CHAPTER 32:Analysis of Human Milk Lactose

2012 
Lactose is found almost exclusively in milk and is especially high in human milk. Indeed, lactose is the principal solid component of human milk, consistent with the essential role of this disaccharide in infant development. Lactose is often measured in human milk clinically to calculate the availability of calories administered to premature infants, where there is a fine line between undernutrition and overnutrition. For basic research, knowing lactose content at various stages of lactation helps understand requirements for early development, designing human milk substitutes, and studying lactogenesis. Human milk also contains appreciable amounts of other glycans that confound lactose quantification, including oligosaccharides, monosaccharides, glycolipids, glycopeptides, glycoproteins, glycosaminoglycans, and mucins. The many techniques for measuring lactose differ in their abilities to distinguish human milk lactose from the other glycans, and have other strengths and limitations.
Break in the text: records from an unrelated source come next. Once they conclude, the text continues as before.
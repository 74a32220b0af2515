//! Errors raised while loading configuration.

use thiserror::Error;

#[derive(Debug, Error)]
pub enum ConfigError {
    /// A TOML file or environment variable could not be read into the config.
    #[error("failed to load configuration: {0}")]
    Figment(#[from] figment::Error),

    /// A value parsed but is outside what the server can run with.
    #[error("config key '{field}' {reason}")]
    InvalidValue { field: String, reason: String },
}
//! Heuristic post-processing of completion text.

use std::sync::OnceLock;

use regex::Regex;
use serde_json::{Value, json};
use wayfarer_core::entities::{RecommendationResult, WeatherContext};
use wayfarer_core::enums::ExplorationType;

use crate::fallback::{static_fallback, text_fallback};

const MAX_KEY_POINTS: usize = 8;
const SENTENCE_FALLBACK_COUNT: usize = 5;
const MIN_SENTENCE_CHARS: usize = 10;
const BULLET_MARKERS: [char; 3] = ['•', '-', '*'];
const HIGHLIGHT_WORDS: [&str; 3] = ["must", "popular", "best"];

pub const PARSE_FAILURE: &str = "Failed to parse response";

static JSON_BLOCK: OnceLock<Result<Regex, regex::Error>> = OnceLock::new();

/// The span from the first `{` through the last `}`, if any.
#[must_use]
pub fn find_json_block(text: &str) -> Option<&str> {
    JSON_BLOCK
        .get_or_init(|| Regex::new(r"(?s)\{.*\}"))
        .as_ref()
        .ok()?
        .find(text)
        .map(|m| m.as_str())
}

/// Pull highlight lines out of free-form guide text.
///
/// Bulleted lines (marker stripped) and lines mentioning a highlight word are
/// kept, at most eight. Text without any falls back to its first five
/// sentences, keeping only those longer than ten characters.
#[must_use]
pub fn extract_key_points(text: &str) -> Vec<String> {
    let highlights: Vec<String> = text
        .lines()
        .map(str::trim)
        .filter_map(|line| {
            if let Some(rest) = line.strip_prefix(BULLET_MARKERS) {
                Some(rest.trim().to_string())
            } else if HIGHLIGHT_WORDS.iter().any(|word| line.contains(word)) {
                Some(line.to_string())
            } else {
                None
            }
        })
        .filter(|point| !point.is_empty())
        .collect();

    if highlights.is_empty() {
        return text
            .split('.')
            .take(SENTENCE_FALLBACK_COUNT)
            .map(str::trim)
            .filter(|sentence| sentence.chars().count() > MIN_SENTENCE_CHARS)
            .map(str::to_string)
            .collect();
    }

    highlights.into_iter().take(MAX_KEY_POINTS).collect()
}

/// Turn a completion into a [`RecommendationResult`].
///
/// Overview completions become key points. Detailed completions are expected
/// to hold a JSON object, passed through as-is; prose without braces becomes
/// per-day placeholders, and an unparseable brace block becomes the static
/// fallback with `success: false`.
#[must_use]
pub fn parse_completion(
    text: &str,
    context: &WeatherContext,
    exploration: ExplorationType,
) -> RecommendationResult {
    let raw_response = Some(text.to_string());

    if exploration == ExplorationType::DestinationOverview {
        return RecommendationResult {
            success: true,
            recommendations: json!({
                "generalTips": extract_key_points(text),
                "destinationOverview": true,
            }),
            raw_response,
            error: None,
        };
    }

    let Some(block) = find_json_block(text) else {
        tracing::debug!("completion has no JSON object, using text placeholders");
        return RecommendationResult {
            success: true,
            recommendations: text_fallback(text, &context.days),
            raw_response,
            error: None,
        };
    };

    match serde_json::from_str::<Value>(block) {
        Ok(recommendations) => RecommendationResult {
            success: true,
            recommendations,
            raw_response,
            error: None,
        },
        Err(error) => {
            tracing::warn!(%error, "completion JSON did not parse, using static fallback");
            RecommendationResult {
                success: false,
                recommendations: static_fallback(&context.location),
                raw_response,
                error: Some(PARSE_FAILURE.to_string()),
            }
        }
    }
}

#[cfg(test)]
mod tests {
    use super::*;
    use pretty_assertions::assert_eq;

    fn context(days: usize) -> WeatherContext {
        let days = (1..=days)
            .map(|d| serde_json::from_value(json!({"date": format!("2024-08-{d:02}")})).unwrap())
            .collect();
        WeatherContext {
            location: "Barcelona".into(),
            days,
        }
    }

    #[test]
    fn bullets_are_stripped_and_kept() {
        let text = "Intro line\n• Sagrada Familia\n- Park Güell\n  * Gothic Quarter  \nOutro";
        assert_eq!(
            extract_key_points(text),
            vec!["Sagrada Familia", "Park Güell", "Gothic Quarter"]
        );
    }

    #[test]
    fn bare_bullets_are_dropped() {
        let text = "- Belém Tower\n-\n•   \n- Time Out Market";
        assert_eq!(
            extract_key_points(text),
            vec!["Belém Tower", "Time Out Market"]
        );
    }

    #[test]
    fn highlight_words_keep_whole_line() {
        let text = "The beach is popular in summer.\nNothing here.\nYou must try tapas.";
        assert_eq!(
            extract_key_points(text),
            vec!["The beach is popular in summer.", "You must try tapas."]
        );
    }

    #[test]
    fn highlight_words_are_case_sensitive() {
        let text = "Best of all, the sea. Short. Another sentence that is long enough";
        let points = extract_key_points(text);
        assert_eq!(points, vec!["Best of all, the sea", "Another sentence that is long enough"]);
    }

    #[test]
    fn key_points_are_capped_at_eight() {
        let text = (1..=12).map(|i| format!("- point {i}")).collect::<Vec<_>>().join("\n");
        let points = extract_key_points(&text);
        assert_eq!(points.len(), 8);
        assert_eq!(points[7], "point 8");
    }

    #[test]
    fn sentence_fallback_takes_first_five_long_fragments() {
        let text = "Barcelona sits on the coast. Go. The food scene is excellent. \
                    Architecture is everywhere you look. Nights run late here. \
                    This sixth sentence is ignored.";
        let points = extract_key_points(text);
        assert_eq!(
            points,
            vec![
                "Barcelona sits on the coast",
                "The food scene is excellent",
                "Architecture is everywhere you look",
                "Nights run late here",
            ]
        );
    }

    #[test]
    fn json_block_spans_first_to_last_brace() {
        let text = "Here you go:\n{\"days\": [{\"dayNumber\": 1}]}\nEnjoy {your} trip";
        assert_eq!(
            find_json_block(text),
            Some("{\"days\": [{\"dayNumber\": 1}]}\nEnjoy {your}")
        );
        assert_eq!(find_json_block("no braces"), None);
    }

    #[test]
    fn overview_result_marks_destination_overview() {
        let result = parse_completion(
            "- Visit the beach",
            &context(0),
            ExplorationType::DestinationOverview,
        );
        assert!(result.success);
        assert_eq!(result.recommendations["destinationOverview"], true);
        assert_eq!(result.recommendations["generalTips"], json!(["Visit the beach"]));
        assert_eq!(result.raw_response.as_deref(), Some("- Visit the beach"));
    }

    #[test]
    fn detailed_json_is_passed_through() {
        let text = "Sure!\n```json\n{\"days\": [], \"generalTips\": [\"Pack light\"], \"extra\": 1}\n```";
        let result = parse_completion(text, &context(2), ExplorationType::DetailedItinerary);
        assert!(result.success);
        assert_eq!(
            result.recommendations,
            json!({"days": [], "generalTips": ["Pack light"], "extra": 1})
        );
        assert_eq!(result.error, None);
    }

    #[test]
    fn detailed_prose_gets_placeholders() {
        let text = "Day one: wander the old town. Day two: beach.";
        let result = parse_completion(text, &context(2), ExplorationType::DetailedItinerary);
        assert!(result.success);
        assert_eq!(result.recommendations["fallback"], true);
        assert_eq!(result.recommendations["days"].as_array().unwrap().len(), 2);
        assert_eq!(result.recommendations["textResponse"], text);
    }

    #[test]
    fn detailed_broken_json_uses_static_fallback() {
        let text = "{\"days\": [ {\"dayNumber\": 1, } }".to_string();
        let result = parse_completion(&text, &context(1), ExplorationType::DetailedItinerary);
        assert!(!result.success);
        assert_eq!(result.error.as_deref(), Some(PARSE_FAILURE));
        assert_eq!(result.recommendations["fallback"], true);
        assert_eq!(
            result.recommendations["generalTips"][0],
            "Explore top attractions in Barcelona"
        );
        assert_eq!(result.raw_response, Some(text));
    }
}
//! Client and itinerary CRUD routes.
//!
//! Handlers are generic over the record type; each store is pulled out of
//! [`AppState`] through `FromRef`.

use axum::extract::{FromRef, Path, State};
use axum::http::StatusCode;
use axum::routing::{get, post};
use axum::{Json, Router};
use serde_json::Value;
use wayfarer_core::entities::{Client, Itinerary};
use wayfarer_core::planning::{DateRange, assemble_daily_plans};
use wayfarer_core::record::{Record, from_body};
use wayfarer_core::responses::DeleteResponse;
use wayfarer_store::MemoryStore;

use super::{CLIENT_PATH, CLIENTS_PATH, ITINERARIES_PATH, ITINERARY_PATH, ITINERARY_WEATHER_PATH};
use crate::error::ApiError;
use crate::state::AppState;

pub fn routes() -> Router<AppState> {
    Router::new()
        .route(CLIENTS_PATH, get(list::<Client>).post(create::<Client>))
        .route(
            CLIENT_PATH,
            get(fetch::<Client>)
                .put(update::<Client>)
                .delete(remove::<Client>),
        )
        .route(ITINERARIES_PATH, get(list::<Itinerary>).post(create::<Itinerary>))
        .route(
            ITINERARY_PATH,
            get(fetch::<Itinerary>)
                .put(update::<Itinerary>)
                .delete(remove::<Itinerary>),
        )
        .route(ITINERARY_WEATHER_PATH, post(refresh_itinerary_weather))
}

async fn list<T>(State(store): State<MemoryStore<T>>) -> Json<Vec<T>>
where
    T: Record,
    MemoryStore<T>: FromRef<AppState>,
{
    Json(store.list().await)
}

async fn create<T>(
    State(store): State<MemoryStore<T>>,
    Json(body): Json<Value>,
) -> Result<(StatusCode, Json<T>), ApiError>
where
    T: Record,
    MemoryStore<T>: FromRef<AppState>,
{
    let record: T = from_body(body)?;
    let created = store.create(record).await?;
    tracing::info!(kind = T::KIND.as_str(), id = created.id(), "record created");
    Ok((StatusCode::CREATED, Json(created)))
}

async fn fetch<T>(
    State(store): State<MemoryStore<T>>,
    Path(id): Path<String>,
) -> Result<Json<T>, ApiError>
where
    T: Record,
    MemoryStore<T>: FromRef<AppState>,
{
    Ok(Json(store.get(&id).await?))
}

async fn update<T>(
    State(store): State<MemoryStore<T>>,
    Path(id): Path<String>,
    Json(patch): Json<Value>,
) -> Result<Json<T>, ApiError>
where
    T: Record,
    MemoryStore<T>: FromRef<AppState>,
{
    Ok(Json(store.update(&id, patch).await?))
}

async fn remove<T>(
    State(store): State<MemoryStore<T>>,
    Path(id): Path<String>,
) -> Result<Json<DeleteResponse>, ApiError>
where
    T: Record,
    MemoryStore<T>: FromRef<AppState>,
{
    let removed = store.delete(&id).await?;
    tracing::info!(kind = T::KIND.as_str(), id = removed.id(), "record deleted");
    Ok(Json(DeleteResponse {
        message: format!("{} deleted successfully", T::KIND),
        id: removed.id().to_string(),
    }))
}

/// Rebuild an itinerary's daily plans from a fresh forecast.
///
/// Only `dailyPlans` is written back, and it is rebuilt from the record as
/// stored once the forecast arrives.
async fn refresh_itinerary_weather(
    State(state): State<AppState>,
    Path(id): Path<String>,
) -> Result<Json<Itinerary>, ApiError> {
    let itinerary = state.itineraries.get(&id).await?;
    let (Some(start), Some(end)) = (itinerary.start_date, itinerary.end_date) else {
        return Err(ApiError::bad_request(
            "Itinerary needs a start and end date to fetch weather",
        ));
    };
    let range = DateRange::new(start, end)?;

    let forecast = state
        .weather
        .forecast(&itinerary.destination, range)
        .await
        .map_err(|e| ApiError::weather(&e))?;
    let refreshed = state
        .itineraries
        .modify(&id, |current| {
            current.daily_plans =
                assemble_daily_plans(range, &forecast.days, &current.daily_plans);
        })
        .await?;
    tracing::info!(
        id = %refreshed.id,
        days = range.day_count(),
        forecast_days = forecast.days.len(),
        "itinerary weather refreshed"
    );

    Ok(Json(refreshed))
}
//! Integration tests for TOML configuration loading.
//!
//! Uses figment::Jail for safe, sandboxed env var and file manipulation.

use figment::{
    Figment, Jail,
    providers::{Env, Format, Serialized, Toml},
};
use pretty_assertions::assert_eq;
use wayfarer_config::AppConfig;

#[test]
fn loads_weather_config_from_toml() {
    Jail::expect_with(|jail| {
        jail.create_file(
            "config.toml",
            r#"
[weather]
api_key = "toml-weather-key"
base_url = "http://localhost:9000/timeline"
unit_group = "metric"
timeout_secs = 5
"#,
        )?;

        let config: AppConfig = Figment::from(Serialized::defaults(AppConfig::default()))
            .merge(Toml::file("config.toml"))
            .extract()?;

        assert_eq!(config.weather.api_key, "toml-weather-key");
        assert_eq!(config.weather.base_url, "http://localhost:9000/timeline");
        assert_eq!(config.weather.unit_group, "metric");
        assert_eq!(config.weather.timeout_secs, 5);
        assert!(config.weather.is_configured());
        Ok(())
    });
}

#[test]
fn loads_ai_config_from_toml() {
    Jail::expect_with(|jail| {
        jail.create_file(
            "config.toml",
            r#"
[ai]
api_key = "sk-toml"
model = "gpt-4o-mini"
temperature = 0.2
max_tokens = 600
"#,
        )?;

        let config: AppConfig = Figment::from(Serialized::defaults(AppConfig::default()))
            .merge(Toml::file("config.toml"))
            .extract()?;

        assert_eq!(config.ai.api_key, "sk-toml");
        assert_eq!(config.ai.model, "gpt-4o-mini");
        assert!((config.ai.temperature - 0.2).abs() < f32::EPSILON);
        assert_eq!(config.ai.max_tokens, 600);
        assert_eq!(config.ai.timeout_secs, 30);
        Ok(())
    });
}

#[test]
fn partial_section_keeps_other_defaults() {
    Jail::expect_with(|jail| {
        jail.create_file(
            "config.toml",
            r#"
[server]
port = 4000
"#,
        )?;

        let config: AppConfig = Figment::from(Serialized::defaults(AppConfig::default()))
            .merge(Toml::file("config.toml"))
            .extract()?;

        assert_eq!(config.server.port, 4000);
        assert_eq!(config.server.host, "0.0.0.0");
        assert_eq!(config.server.frontend_url, "http://localhost:3000");
        assert_eq!(config.general.environment, "development");
        Ok(())
    });
}

#[test]
fn env_overrides_toml() {
    Jail::expect_with(|jail| {
        jail.create_file(
            "config.toml",
            r#"
[ai]
model = "from-toml"
"#,
        )?;
        jail.set_env("WAYFARER_AI__MODEL", "from-env");

        let config: AppConfig = Figment::from(Serialized::defaults(AppConfig::default()))
            .merge(Toml::file("config.toml"))
            .merge(Env::prefixed("WAYFARER_").split("__"))
            .extract()?;

        assert_eq!(config.ai.model, "from-env");
        Ok(())
    });
}

#[test]
fn project_local_config_is_picked_up() {
    Jail::expect_with(|jail| {
        jail.create_dir(".wayfarer")?;
        jail.create_file(
            ".wayfarer/config.toml",
            r#"
[general]
environment = "staging"

[weather]
api_key = "project-key"
"#,
        )?;

        let config = AppConfig::load().expect("config loads");
        assert_eq!(config.general.environment, "staging");
        assert!(config.weather.is_configured());
        Ok(())
    });
}

#[test]
fn malformed_toml_is_an_error() {
    Jail::expect_with(|jail| {
        jail.create_dir(".wayfarer")?;
        jail.create_file(".wayfarer/config.toml", "[server\nport = ")?;
        assert!(AppConfig::load().is_err());
        Ok(())
    });
}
This chapter reviews the most common methods for lactose analysis in human milk: gravimetric proximate analysis, classical chemistry to produce chromophores, enzymatic analysis, spectrophotometry in the infrared region, and chromatographic resolution with detection by refractive index, pulsed amperometric detection, or mass spectrometry. We also describe our highly specific analysis of human milk lactose by LC-MS that is precise, rapid, and facile.